The lack of HR department of knowledge in management and middle management is resulting in many potential legal issues. These include the multiple human rights violations in discrimination and harassment. Secondly the lack of documentation can cause legal issues if the company needs to defend its actions in court. To recap few examples: the hiring of only young workers, from ages of 20-30 years old suggest that indirect discrimination occurred during the recruitment and selection phases. Potential discrimination can also occur during the disciplinary actions, as there were no fair and consistent procedures in place and supervisors had their own style of handling the cases with no training or experience in such situations.

It can be also noted that the company is not working towards pay equity of employment equity standards. Occupational Health and Safety The cape Breton wall covering has issues in occupational health and safety of the workers. At the moment most the workers are young and still relatively inexperienced and they are working with new machinery with little training and minimal supervision.

According to OHS (Occupational health and safety) legislation young and / or new workers must receive additional with health and safety orientation and training. And according to the case study, nothing or such was arranged. This suggests that the company is in serious violation of OHS legislation. However the legislation may have changed during the years, so it is possible that in the 1990 the company didn’t violate any laws. However, even if the company was not in legal violations it can be considered unsafe workplace. Also the lack of orientation, training and regulations suggest that the safety of the workers was not a priority for the company.

Labor relations The cape Breton wall coverings didn’t employ any unionized workers; however there had been two attempts to unionize the plan by external influences. In both cases the attempt to unionize the workers had been voted down by the workers. Also relevant to the case was the managements dislike of unions. However, even though the management disliked the unions they were planning to encourage the workers to have an association. This was to give employees sense of security, consistency and ground rules. The draft for the association was in process of being drawn by the company lawyer.
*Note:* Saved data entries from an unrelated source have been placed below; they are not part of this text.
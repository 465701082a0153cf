use thiserror::Error;

use crate::config::ConfigError;
use crate::llm::client::LlmError;
use crate::llm::segmenter::SegmenterError;
use crate::llm::tools::ToolError;
use crate::playback::PlaybackError;
use crate::protocol::ProtocolError;
use crate::session::SessionError;
use crate::stt::SttError;
use crate::tts::TtsError;

pub type Result<T> = std::result::Result<T, RelayError>;

#[derive(Error, Debug)]
pub enum RelayError {
    #[error("Configuration error: {0}")]
    Config(#[from] ConfigError),

    #[error("Protocol error: {0}")]
    Protocol(#[from] ProtocolError),

    #[error("STT error: {0}")]
    Stt(#[from] SttError),

    #[error("LLM error: {0}")]
    Llm(#[from] LlmError),

    #[error("Tool error: {0}")]
    Tool(#[from] ToolError),

    #[error("Segmenter error: {0}")]
    Segmenter(#[from] SegmenterError),

    #[error("TTS error: {0}")]
    Tts(#[from] TtsError),

    #[error("Playback error: {0}")]
    Playback(#[from] PlaybackError),

    #[error("Session error: {0}")]
    Session(#[from] SessionError),

    #[error("IO error: {0}")]
    Io(#[from] std::io::Error),
}
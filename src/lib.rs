pub mod config;
pub mod error;
pub mod interruption;
pub mod llm;
pub mod playback;
pub mod protocol;
pub mod server;
pub mod session;
pub mod stt;
pub mod synthesizer;
pub mod tts;

pub use error::{RelayError, Result};
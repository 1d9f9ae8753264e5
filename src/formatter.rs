//! Relative-time rendering of access log entries.

use crate::templates::{render, Arg};
use crate::{AccessLog, Clock, LogEntry, TemplateKey, TemplateSource};

/// Verb used for entries whose stored event code is not recognized.
pub const UNKNOWN_VERB: &str = "?";

const ONE_MINUTE_IN_SECS: i128 = 60;
const ONE_HOUR_IN_SECS: i128 = 3600;

/// Relative-time category selected for an entry.
#[derive(Debug, Clone, Copy, PartialEq, Eq)]
pub enum Bucket {
    /// Under a minute ago, or stamped in the future
    Seconds,
    /// Under an hour ago, with the whole minutes elapsed
    Minutes(i64),
    /// After the start of the reference day
    Today,
    /// After the start of the previous day
    Yesterday,
    /// Anything older
    Dated,
}

impl Bucket {
    /// Returns the template used to render this bucket.
    pub fn key(self) -> TemplateKey {
        match self {
            Bucket::Seconds => TemplateKey::Seconds,
            Bucket::Minutes(_) => TemplateKey::Minutes,
            Bucket::Today => TemplateKey::Today,
            Bucket::Yesterday => TemplateKey::Yesterday,
            Bucket::Dated => TemplateKey::Dated,
        }
    }
}

/// Renders log entries as "how long ago" strings.
///
/// The formatter holds no mutable state: the same entry and reference time
/// always produce the same string, and it is safe to share across threads
/// whenever its template source and clock are.
///
/// A reference time of `0` means "unspecified" and is replaced by the
/// clock's current time.
///
/// # Example
///
/// ```
/// use chrono::Utc;
/// use secret_access_log::{Calendar, EventType, LogEntry, LogEntryFormatter, Templates};
///
/// // 2024-03-15 14:30:00 UTC
/// let now = 1_710_513_000_000;
/// let formatter = LogEntryFormatter::new(Templates::english(), Calendar::fixed(Utc, now));
///
/// let viewed = LogEntry::new(EventType::Viewed, now - 30_000);
/// assert_eq!(formatter.format(&viewed, 0), "Viewed under a minute ago");
///
/// let changed = LogEntry::new(EventType::Changed, now - 7_200_000);
/// assert_eq!(formatter.format(&changed, now), "Changed today at 12:30");
/// ```
#[derive(Debug, Clone)]
pub struct LogEntryFormatter<T, C> {
    templates: T,
    clock: C,
}

impl<T: TemplateSource, C: Clock> LogEntryFormatter<T, C> {
    /// Creates a formatter from a template table and a clock.
    pub fn new(templates: T, clock: C) -> Self {
        Self { templates, clock }
    }

    /// Returns the template table.
    pub fn templates(&self) -> &T {
        &self.templates
    }

    /// Returns the clock.
    pub fn clock(&self) -> &C {
        &self.clock
    }

    /// Replaces the "unspecified" reference time `0` with the current time.
    pub fn resolve_reference(&self, reference_time: i64) -> i64 {
        if reference_time == 0 {
            self.clock.now_millis()
        } else {
            reference_time
        }
    }

    /// Selects the bucket for `entry` relative to `reference_time`.
    ///
    /// Day anchors use a strict comparison: an entry stamped exactly at
    /// midnight belongs to the previous day.
    pub fn classify(&self, entry: &LogEntry, reference_time: i64) -> Bucket {
        let now = self.resolve_reference(reference_time);
        let time = entry.timestamp();
        let diff = (i128::from(now) - i128::from(time)) / 1000;

        if diff < ONE_MINUTE_IN_SECS {
            return Bucket::Seconds;
        }
        if diff < ONE_HOUR_IN_SECS {
            // diff is in [60, 3600), so the minute count always fits.
            return Bucket::Minutes((diff / ONE_MINUTE_IN_SECS) as i64);
        }

        let midnight = self.clock.start_of_day(now);
        let yesterday_midnight = self.clock.day_before(midnight);

        if time > midnight {
            Bucket::Today
        } else if time > yesterday_midnight {
            Bucket::Yesterday
        } else {
            Bucket::Dated
        }
    }

    /// Returns the localized verb for `entry`, or [`UNKNOWN_VERB`].
    pub fn verb(&self, entry: &LogEntry) -> &str {
        match entry.event_type() {
            Some(event_type) => self.templates.verb(event_type),
            None => {
                tracing::debug!(code = entry.code(), "unrecognized event type code");
                UNKNOWN_VERB
            }
        }
    }

    /// Formats the time elapsed between `entry` and `reference_time`.
    pub fn format(&self, entry: &LogEntry, reference_time: i64) -> String {
        let bucket = self.classify(entry, reference_time);
        let verb = Arg::Text(self.verb(entry));
        let template = self.templates.template(bucket.key());

        match bucket {
            Bucket::Seconds => render(template, &[verb]),
            Bucket::Minutes(minutes) => render(template, &[verb, Arg::Count(minutes)]),
            Bucket::Today | Bucket::Yesterday | Bucket::Dated => {
                let time = entry.timestamp();
                let instant = Arg::Instant {
                    millis: time,
                    local: self.clock.local_datetime(time),
                };
                render(template, &[verb, instant])
            }
        }
    }

    /// Formats every entry of `log`, newest first.
    ///
    /// The reference time is resolved once, so all rows share the same "now".
    pub fn format_log(&self, log: &AccessLog, reference_time: i64) -> Vec<String> {
        let now = self.resolve_reference(reference_time);
        log.newest_first()
            .map(|entry| self.format(entry, now))
            .collect()
    }

    /// Renders the surface title for a secret.
    pub fn format_title(&self, description: &str) -> String {
        render(
            self.templates.template(TemplateKey::Title),
            &[Arg::Text(description)],
        )
    }
}
//! Wall-clock and calendar-day arithmetic.
//!
//! The formatter never reads the system clock or time zone directly; it asks
//! a [`Clock`]. [`Calendar`] is the `chrono`-backed implementation, either
//! live (`Calendar::system`) or frozen at a fixed instant for deterministic
//! rendering and tests (`Calendar::fixed`).

use chrono::{DateTime, Duration, Local, LocalResult, NaiveDateTime, TimeZone, Utc};

/// Milliseconds in a 24-hour UTC day.
pub const MILLIS_PER_DAY: i64 = 86_400_000;

/// Source of "now" and of zone-aware day boundaries.
///
/// All instants are epoch milliseconds. Implementations must be total:
/// instants outside the calendar's representable range still produce a
/// value rather than panicking.
pub trait Clock {
    /// Returns the current time.
    fn now_millis(&self) -> i64;

    /// Returns the start of the calendar day containing `millis`.
    fn start_of_day(&self, millis: i64) -> i64;

    /// Returns the instant one calendar day before `midnight`.
    ///
    /// This is a calendar step, not a fixed 24 hours: across a daylight
    /// saving change the result lands on the previous day's midnight.
    fn day_before(&self, midnight: i64) -> i64;

    /// Returns the wall-clock date and time of `millis` in the active zone,
    /// or `None` if it cannot be represented.
    fn local_datetime(&self, millis: i64) -> Option<NaiveDateTime>;
}

/// `chrono`-backed clock for a single time zone.
///
/// # Example
///
/// ```
/// use chrono::Utc;
/// use secret_access_log::{Calendar, Clock};
///
/// // 2023-11-14 22:13:20 UTC
/// let calendar = Calendar::fixed(Utc, 1_700_000_000_000);
///
/// assert_eq!(calendar.now_millis(), 1_700_000_000_000);
/// assert_eq!(calendar.start_of_day(1_700_000_000_000), 1_699_920_000_000);
/// assert_eq!(calendar.day_before(1_699_920_000_000), 1_699_833_600_000);
/// ```
#[derive(Debug, Clone)]
pub struct Calendar<Tz: TimeZone> {
    zone: Tz,
    frozen_now: Option<i64>,
}

impl Calendar<Local> {
    /// Creates a live clock in the host's local time zone.
    pub fn system() -> Self {
        Self::new(Local)
    }
}

impl<Tz: TimeZone> Calendar<Tz> {
    /// Creates a live clock in `zone`.
    pub fn new(zone: Tz) -> Self {
        Self {
            zone,
            frozen_now: None,
        }
    }

    /// Creates a clock in `zone` whose "now" is always `now_millis`.
    pub fn fixed(zone: Tz, now_millis: i64) -> Self {
        Self {
            zone,
            frozen_now: Some(now_millis),
        }
    }

    /// Returns the time zone day boundaries are computed in.
    pub fn zone(&self) -> &Tz {
        &self.zone
    }

    fn zoned(&self, millis: i64) -> Option<DateTime<Tz>> {
        self.zone.timestamp_millis_opt(millis).single()
    }

    /// Maps a wall-clock time back to an instant. Ambiguous times (clocks
    /// turned back) resolve to the earlier instant; skipped times (clocks
    /// turned forward) move to the first wall time an hour later.
    fn resolve(&self, naive: NaiveDateTime) -> Option<i64> {
        match self.zone.from_local_datetime(&naive) {
            LocalResult::Single(dt) => Some(dt.timestamp_millis()),
            LocalResult::Ambiguous(earliest, _) => Some(earliest.timestamp_millis()),
            LocalResult::None => {
                let shifted = naive.checked_add_signed(Duration::hours(1))?;
                self.zone
                    .from_local_datetime(&shifted)
                    .earliest()
                    .map(|dt| dt.timestamp_millis())
            }
        }
    }
}

impl<Tz: TimeZone> Clock for Calendar<Tz> {
    fn now_millis(&self) -> i64 {
        self.frozen_now
            .unwrap_or_else(|| Utc::now().timestamp_millis())
    }

    fn start_of_day(&self, millis: i64) -> i64 {
        self.zoned(millis)
            .and_then(|dt| dt.date_naive().and_hms_opt(0, 0, 0))
            .and_then(|naive| self.resolve(naive))
            .unwrap_or_else(|| utc_start_of_day(millis))
    }

    fn day_before(&self, midnight: i64) -> i64 {
        self.zoned(midnight)
            .and_then(|dt| {
                let previous = dt.date_naive().pred_opt()?;
                Some(previous.and_time(dt.time()))
            })
            .and_then(|naive| self.resolve(naive))
            .unwrap_or_else(|| midnight.saturating_sub(MILLIS_PER_DAY))
    }

    fn local_datetime(&self, millis: i64) -> Option<NaiveDateTime> {
        self.zoned(millis).map(|dt| dt.naive_local())
    }
}

/// Day truncation for instants `chrono` cannot represent.
fn utc_start_of_day(millis: i64) -> i64 {
    millis.saturating_sub(millis.rem_euclid(MILLIS_PER_DAY))
}
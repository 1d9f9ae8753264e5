use std::fmt;

/// A logging handle bound to one display surface.
///
/// `SurfaceLog` is obtained from [`LogSurface::log`](crate::LogSurface::log)
/// and borrows the surface, so it cannot outlive it. Every record carries
/// the surface id for correlation.
///
/// Never pass rendered rows or secret descriptions through this handle;
/// they are the sensitive data the surface is guarding.
#[derive(Debug)]
pub struct SurfaceLog<'a> {
    surface_id: &'a str,
}

impl<'a> SurfaceLog<'a> {
    /// Binds a handle to `surface_id`. Callers outside the crate go
    /// through the owning surface instead.
    pub(crate) fn new(surface_id: &'a str) -> Self {
        Self { surface_id }
    }

    /// Returns the surface id associated with this logger.
    pub fn surface_id(&self) -> &str {
        self.surface_id
    }

    /// Logs an info-level message with the surface id.
    ///
    /// ```no_run
    /// # use secret_access_log::SurfaceLog;
    /// # fn example(log: &SurfaceLog) {
    /// log.info(format_args!("rendered {} rows", 12));
    /// # }
    /// ```
    pub fn info(&self, args: fmt::Arguments<'_>) {
        tracing::info!(surface_id = %self.surface_id, "{}", args);
    }

    /// Logs a warning-level message with the surface id.
    pub fn warn(&self, args: fmt::Arguments<'_>) {
        tracing::warn!(surface_id = %self.surface_id, "{}", args);
    }

    /// Logs a debug-level message with the surface id.
    pub fn debug(&self, args: fmt::Arguments<'_>) {
        tracing::debug!(surface_id = %self.surface_id, "{}", args);
    }
}
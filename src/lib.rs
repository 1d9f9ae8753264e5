//! Access-log rendering and re-lock guard for a secrets manager.
//!
//! This crate provides the core behind a secret's "access log" view:
//! - **Relative-time formatting**: each recorded lifecycle event renders as a
//!   localized "how long ago" string, bucketed by calendar-day boundaries
//! - **Resume guarding**: a surface showing audit data comes back to the
//!   foreground only after the user left it through back navigation
//!
//! # Core Types
//!
//! - [`LogEntry`] / [`AccessLog`]: recorded events for one secret
//! - [`LogEntryFormatter`]: pure entry + reference time -> display string
//! - [`Templates`] / [`TemplateSource`]: injected, per-locale wording
//! - [`Calendar`] / [`Clock`]: current time and zone-aware day boundaries
//! - [`ResumeGuard`]: one-shot permission to regain the foreground
//! - [`LogSurface`]: controller driving both for one displayed log
//!
//! # Examples
//!
//! ```
//! use chrono::Utc;
//! use secret_access_log::{
//!     AccessLog, Calendar, EventType, LogEntry, LogEntryFormatter, ResumeDecision, ResumeGuard,
//!     Templates,
//! };
//!
//! // 2024-03-15 14:30:00 UTC
//! let now = 1_710_513_000_000;
//! let formatter = LogEntryFormatter::new(Templates::english(), Calendar::fixed(Utc, now));
//!
//! let mut log = AccessLog::new();
//! log.record(LogEntry::new(EventType::Created, now - 3 * 86_400_000));
//! log.record(LogEntry::new(EventType::Viewed, now - 125_000));
//!
//! let rows = formatter.format_log(&log, now);
//! assert_eq!(rows[0], "Viewed 2 min ago");
//! assert_eq!(rows[1], "Created on 2024-03-12 at 14:30");
//!
//! // The guard allows one foreground regain per grant.
//! let mut guard = ResumeGuard::new();
//! assert_eq!(guard.on_foreground_regain(), ResumeDecision::Allow);
//! assert_eq!(guard.on_foreground_regain(), ResumeDecision::Deny);
//! ```

#![forbid(unsafe_code)]
#![warn(missing_docs)]

mod access_log;
mod clock;
mod entry;
mod error;
mod formatter;
mod guard;
mod logging;
mod surface;
mod templates;

pub use access_log::AccessLog;
pub use clock::{Calendar, Clock, MILLIS_PER_DAY};
pub use entry::{EventType, LogEntry};
pub use error::{ConfigError, ConfigErrorKind, Error};
pub use formatter::{Bucket, LogEntryFormatter, UNKNOWN_VERB};
pub use guard::{GuardState, ResumeDecision, ResumeGuard};
pub use logging::SurfaceLog;
pub use surface::{LogSurface, SurfaceAction, SurfaceResult};
pub use templates::{TemplateKey, TemplateSource, Templates, TemplatesBuilder};
//! Ordered access log for a single secret.

use crate::LogEntry;

/// Ordered sequence of log entries for one secret.
///
/// Entries are kept in the order they were recorded. Display surfaces show
/// them newest first via [`newest_first`](Self::newest_first). Nothing in
/// this crate removes an entry once recorded.
///
/// # Example
///
/// ```
/// use secret_access_log::{AccessLog, EventType, LogEntry};
///
/// let mut log = AccessLog::new();
/// log.record(LogEntry::new(EventType::Created, 1_000));
/// log.record(LogEntry::new(EventType::Viewed, 2_000));
///
/// let newest: Vec<_> = log.newest_first().map(|e| e.timestamp()).collect();
/// assert_eq!(newest, vec![2_000, 1_000]);
/// ```
#[derive(Debug, Clone, Default, PartialEq, Eq)]
pub struct AccessLog {
    entries: Vec<LogEntry>,
}

impl AccessLog {
    /// Creates an empty access log.
    pub fn new() -> Self {
        Self {
            entries: Vec::new(),
        }
    }

    /// Appends an entry.
    pub fn record(&mut self, entry: LogEntry) {
        self.entries.push(entry);
    }

    /// Returns the entries in recording order.
    pub fn entries(&self) -> &[LogEntry] {
        &self.entries
    }

    /// Iterates the entries from most recently recorded to oldest.
    pub fn newest_first(&self) -> impl Iterator<Item = &LogEntry> {
        self.entries.iter().rev()
    }

    /// Returns the number of recorded entries.
    pub fn len(&self) -> usize {
        self.entries.len()
    }

    /// Returns true if nothing has been recorded.
    pub fn is_empty(&self) -> bool {
        self.entries.is_empty()
    }
}

impl From<Vec<LogEntry>> for AccessLog {
    fn from(entries: Vec<LogEntry>) -> Self {
        Self { entries }
    }
}

impl FromIterator<LogEntry> for AccessLog {
    fn from_iter<I: IntoIterator<Item = LogEntry>>(iter: I) -> Self {
        Self {
            entries: iter.into_iter().collect(),
        }
    }
}

#[cfg(test)]
mod tests {
    use super::*;
    use crate::EventType;

    #[test]
    fn access_log_starts_empty() {
        let log = AccessLog::new();
        assert!(log.is_empty());
        assert_eq!(log.len(), 0);
        assert_eq!(log.newest_first().count(), 0);
    }

    #[test]
    fn access_log_keeps_recording_order() {
        let mut log = AccessLog::new();
        log.record(LogEntry::new(EventType::Created, 10));
        log.record(LogEntry::new(EventType::Changed, 20));

        assert_eq!(log.len(), 2);
        assert_eq!(log.entries()[0].event_type(), Some(EventType::Created));
        assert_eq!(log.entries()[1].event_type(), Some(EventType::Changed));
    }

    #[test]
    fn newest_first_follows_insertion_not_timestamps() {
        // Clock changes can make a later entry carry an earlier timestamp.
        let log: AccessLog = vec![
            LogEntry::new(EventType::Created, 500),
            LogEntry::new(EventType::Viewed, 100),
        ]
        .into_iter()
        .collect();

        let order: Vec<_> = log.newest_first().map(|e| e.timestamp()).collect();
        assert_eq!(order, vec![100, 500]);
    }

    #[test]
    fn access_log_from_vec() {
        let log = AccessLog::from(vec![LogEntry::new(EventType::Synced, 1)]);
        assert!(!log.is_empty());
    }
}
//! Access log entry types.
//!
//! A log entry records one lifecycle action performed on a secret. Entries
//! are produced by the storage engine and never mutated afterwards.

use std::fmt;

/// Kind of lifecycle action recorded against a secret.
#[derive(Debug, Clone, Copy, PartialEq, Eq, Hash)]
pub enum EventType {
    /// The secret was created
    Created,
    /// The secret was modified
    Changed,
    /// The secret was revealed to the user
    Viewed,
    /// The secret was exported out of the vault
    Exported,
    /// The secret was synchronized with another device
    Synced,
}

impl EventType {
    /// All event types, in stored-code order.
    pub const ALL: [EventType; 5] = [
        EventType::Created,
        EventType::Changed,
        EventType::Viewed,
        EventType::Exported,
        EventType::Synced,
    ];

    /// Decodes the integer code the storage engine persists.
    ///
    /// Returns `None` for codes this version does not know.
    ///
    /// # Example
    ///
    /// ```
    /// use secret_access_log::EventType;
    ///
    /// assert_eq!(EventType::from_code(3), Some(EventType::Viewed));
    /// assert_eq!(EventType::from_code(42), None);
    /// ```
    pub fn from_code(code: i32) -> Option<Self> {
        match code {
            1 => Some(EventType::Created),
            2 => Some(EventType::Changed),
            3 => Some(EventType::Viewed),
            4 => Some(EventType::Exported),
            5 => Some(EventType::Synced),
            _ => None,
        }
    }

    /// Returns the integer code used for storage.
    pub fn code(self) -> i32 {
        match self {
            EventType::Created => 1,
            EventType::Changed => 2,
            EventType::Viewed => 3,
            EventType::Exported => 4,
            EventType::Synced => 5,
        }
    }
}

impl fmt::Display for EventType {
    fn fmt(&self, f: &mut fmt::Formatter<'_>) -> fmt::Result {
        match self {
            EventType::Created => write!(f, "created"),
            EventType::Changed => write!(f, "changed"),
            EventType::Viewed => write!(f, "viewed"),
            EventType::Exported => write!(f, "exported"),
            EventType::Synced => write!(f, "synced"),
        }
    }
}

/// One recorded lifecycle event on a secret.
///
/// The timestamp is in epoch milliseconds. It is not guaranteed to be
/// earlier than "now": device clocks move, so consumers must tolerate
/// entries from the future.
///
/// # Example
///
/// ```
/// use secret_access_log::{EventType, LogEntry};
///
/// let entry = LogEntry::new(EventType::Viewed, 1_700_000_000_000);
/// assert_eq!(entry.event_type(), Some(EventType::Viewed));
/// assert_eq!(entry.timestamp(), 1_700_000_000_000);
///
/// let legacy = LogEntry::from_code(99, 1_700_000_000_000);
/// assert_eq!(legacy.event_type(), None);
/// assert_eq!(legacy.code(), 99);
/// ```
#[derive(Debug, Clone, Copy, PartialEq, Eq)]
pub struct LogEntry {
    code: i32,
    timestamp: i64,
}

impl LogEntry {
    /// Creates an entry for a known event type.
    pub fn new(event_type: EventType, timestamp: i64) -> Self {
        Self {
            code: event_type.code(),
            timestamp,
        }
    }

    /// Creates an entry from a stored event code, known or not.
    pub fn from_code(code: i32, timestamp: i64) -> Self {
        Self { code, timestamp }
    }

    /// Returns the event type, or `None` if the stored code is unrecognized.
    pub fn event_type(&self) -> Option<EventType> {
        EventType::from_code(self.code)
    }

    /// Returns the raw stored event code.
    pub fn code(&self) -> i32 {
        self.code
    }

    /// Returns the event time in epoch milliseconds.
    pub fn timestamp(&self) -> i64 {
        self.timestamp
    }
}

#[cfg(test)]
mod tests {
    use super::*;

    #[test]
    fn event_type_codes_round_trip() {
        for event_type in EventType::ALL {
            assert_eq!(EventType::from_code(event_type.code()), Some(event_type));
        }
    }

    #[test]
    fn unknown_codes_are_not_recognized() {
        assert_eq!(EventType::from_code(0), None);
        assert_eq!(EventType::from_code(6), None);
        assert_eq!(EventType::from_code(-1), None);
    }

    #[test]
    fn event_type_display() {
        assert_eq!(EventType::Created.to_string(), "created");
        assert_eq!(EventType::Synced.to_string(), "synced");
    }

    #[test]
    fn entry_keeps_unknown_code() {
        let entry = LogEntry::from_code(77, 12);
        assert_eq!(entry.event_type(), None);
        assert_eq!(entry.code(), 77);
        assert_eq!(entry.timestamp(), 12);
    }

    #[test]
    fn entry_from_known_type() {
        let entry = LogEntry::new(EventType::Exported, 5_000);
        assert_eq!(entry.event_type(), Some(EventType::Exported));
        assert_eq!(entry.code(), 4);
    }
}
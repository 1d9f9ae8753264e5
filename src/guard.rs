//! One-shot re-lock guard for sensitive display surfaces.
//!
//! A surface showing audit data may only come back to the foreground when
//! the user left it through the sanctioned back navigation. Every other way
//! out (task switch, screen lock, process restart) must force the surface
//! closed so that returning requires the master password again.

/// Whether the next foreground regain may show the surface.
#[derive(Debug, Clone, Copy, PartialEq, Eq)]
pub enum GuardState {
    /// The next foreground regain is denied
    Locked,
    /// Exactly one foreground regain is permitted
    Unlocked,
}

/// Outcome of a foreground regain.
///
/// On [`Deny`](Self::Deny) the owner must dismiss the surface rather than
/// render it.
#[must_use = "a denied resume must dismiss the surface"]
#[derive(Debug, Clone, Copy, PartialEq, Eq)]
pub enum ResumeDecision {
    /// The surface may render
    Allow,
    /// The surface must be torn down
    Deny,
}

impl ResumeDecision {
    /// Returns true for [`Allow`](Self::Allow).
    pub fn is_allowed(self) -> bool {
        matches!(self, ResumeDecision::Allow)
    }
}

/// Two-state machine that permits at most one resume per grant.
///
/// A new guard starts [`Unlocked`](GuardState::Unlocked): the surface has
/// just been opened by the user, so its first foreground event is allowed.
/// Each call to [`on_foreground_regain`](Self::on_foreground_regain)
/// consumes the grant; only [`grant_next_resume`](Self::grant_next_resume)
/// restores it.
///
/// # Example
///
/// ```
/// use secret_access_log::{ResumeDecision, ResumeGuard};
///
/// let mut guard = ResumeGuard::new();
/// assert_eq!(guard.on_foreground_regain(), ResumeDecision::Allow);
/// assert_eq!(guard.on_foreground_regain(), ResumeDecision::Deny);
///
/// guard.grant_next_resume();
/// assert_eq!(guard.on_foreground_regain(), ResumeDecision::Allow);
/// assert_eq!(guard.on_foreground_regain(), ResumeDecision::Deny);
/// ```
// Not Clone or Copy: a copied guard would carry a second, unconsumed grant.
#[derive(Debug)]
pub struct ResumeGuard {
    state: GuardState,
}

impl ResumeGuard {
    /// Creates a guard that allows the first foreground regain.
    pub fn new() -> Self {
        Self {
            state: GuardState::Unlocked,
        }
    }

    /// Returns the current state.
    pub fn state(&self) -> GuardState {
        self.state
    }

    /// Permits the next foreground regain.
    ///
    /// Call this only for the sanctioned exit gesture. Repeated grants do
    /// not accumulate.
    pub fn grant_next_resume(&mut self) {
        self.state = GuardState::Unlocked;
    }

    /// Checks and consumes the grant in a single step.
    pub fn on_foreground_regain(&mut self) -> ResumeDecision {
        match std::mem::replace(&mut self.state, GuardState::Locked) {
            GuardState::Unlocked => ResumeDecision::Allow,
            GuardState::Locked => {
                tracing::debug!(target: "access_log::resume_guard", "foreground regain not allowed");
                ResumeDecision::Deny
            }
        }
    }
}

impl Default for ResumeGuard {
    fn default() -> Self {
        Self::new()
    }
}

#[cfg(test)]
mod tests {
    use super::*;

    #[test]
    fn fresh_guard_is_unlocked() {
        assert_eq!(ResumeGuard::new().state(), GuardState::Unlocked);
        assert_eq!(ResumeGuard::default().state(), GuardState::Unlocked);
    }

    #[test]
    fn first_regain_allowed_second_denied() {
        let mut guard = ResumeGuard::new();
        assert_eq!(guard.on_foreground_regain(), ResumeDecision::Allow);
        assert_eq!(guard.state(), GuardState::Locked);
        assert_eq!(guard.on_foreground_regain(), ResumeDecision::Deny);
    }

    #[test]
    fn grant_allows_exactly_one_regain() {
        let mut guard = ResumeGuard::new();
        let _ = guard.on_foreground_regain();

        guard.grant_next_resume();
        assert_eq!(guard.on_foreground_regain(), ResumeDecision::Allow);
        assert_eq!(guard.on_foreground_regain(), ResumeDecision::Deny);
    }

    #[test]
    fn repeated_grants_do_not_accumulate() {
        let mut guard = ResumeGuard::new();
        guard.grant_next_resume();
        guard.grant_next_resume();

        assert!(guard.on_foreground_regain().is_allowed());
        assert!(!guard.on_foreground_regain().is_allowed());
    }

    #[test]
    fn deny_stays_locked() {
        let mut guard = ResumeGuard::new();
        let _ = guard.on_foreground_regain();

        for _ in 0..3 {
            assert_eq!(guard.on_foreground_regain(), ResumeDecision::Deny);
            assert_eq!(guard.state(), GuardState::Locked);
        }
    }
}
However there are multiple issues in this. If they management was very open about their dislike of unions, it may be possible that the workers voted no to unions on fear of losing their jobs. And as it has already been mentioned, the jobs in the plant were very important for the Cape Bretoners. They are in very dependant relationship with the company. Thus the negative vote to unionize doesn’t tell accurately how strong the pro union sentiments among the workers are. Also it is possible that there is threat of labor unrest brewing in the Cape Breton Wall coverings, as there are multiple issues such as coming increased work hours, no comments about overtime pay to compensation, OHS violations etc.

Secondly “worker’s association” seems like surface attempt to calm down most vocal workers without offering much power for the workers. What can do one association against the important employer of the area? To give suggestions. The association would have probably very little real power to enforce its decisions. Also association couldn’t do legally strikes, which only unions are able to legally organize, to enforce the workers demands.

Also the fact that the company lawyer was responsible to draw draft for the association is in suspect, it is very possible that there was no one knowledgeable enough in the legal sense in the work force to argue against the legal text and lingo used. So basically the company could add to the draft whatever stipulations would be useful for the company while making it seems relevant to the low educated workers. This is strongly suggest that the workers had little to none power to affect their situation in Cape Breton wall covering and the company wanted to keep the situation like that to strengthen them against labor unrest.

Recommendations AN consulting group has a few recommendations on how to solve the critical issues the Cape Breton Wall Covering is facing on the future. Unskilled labor Firstly to answer the issue of unskilled labor AN Consulting recommends that the company provides the workers better qualified training. This can be done by training the supervisors in training techniques, so that they can in turn more effectively train the workers.

Secondly as the trainer / trainee ratio is only 6.7%, we recommend the company to consider hiring at least 3 more qualified supervisors to increase the ratio to 10,7%. Thirdly we recommend the company to consider providing the new workers a self study material to increase the transfer of knowledge and the learning curve. In this self study material also company expectations, policies and protocols could be added, so that the workers would have consistent and reliable source of knowledge.

Also to reduce the need for new hires, and in return their expensive training we recommend the company to consider setting up a benefits package to instill loyalty to workers. Large scale packages such as health care or even pension packages should be considered. This has also bonus of reducing the threat of labor unrest. Inefficient production To answer second issue of inefficient production, the AN consulting suggest the company to consider implementing 3 incentive plans to answer different needs. Firstly to answer the low productivity, we recommend tying 30% of the pay to performance. This is significant enough number that the workers feel need to achieve higher productivity, but not too high to cause stress and significant mistakes.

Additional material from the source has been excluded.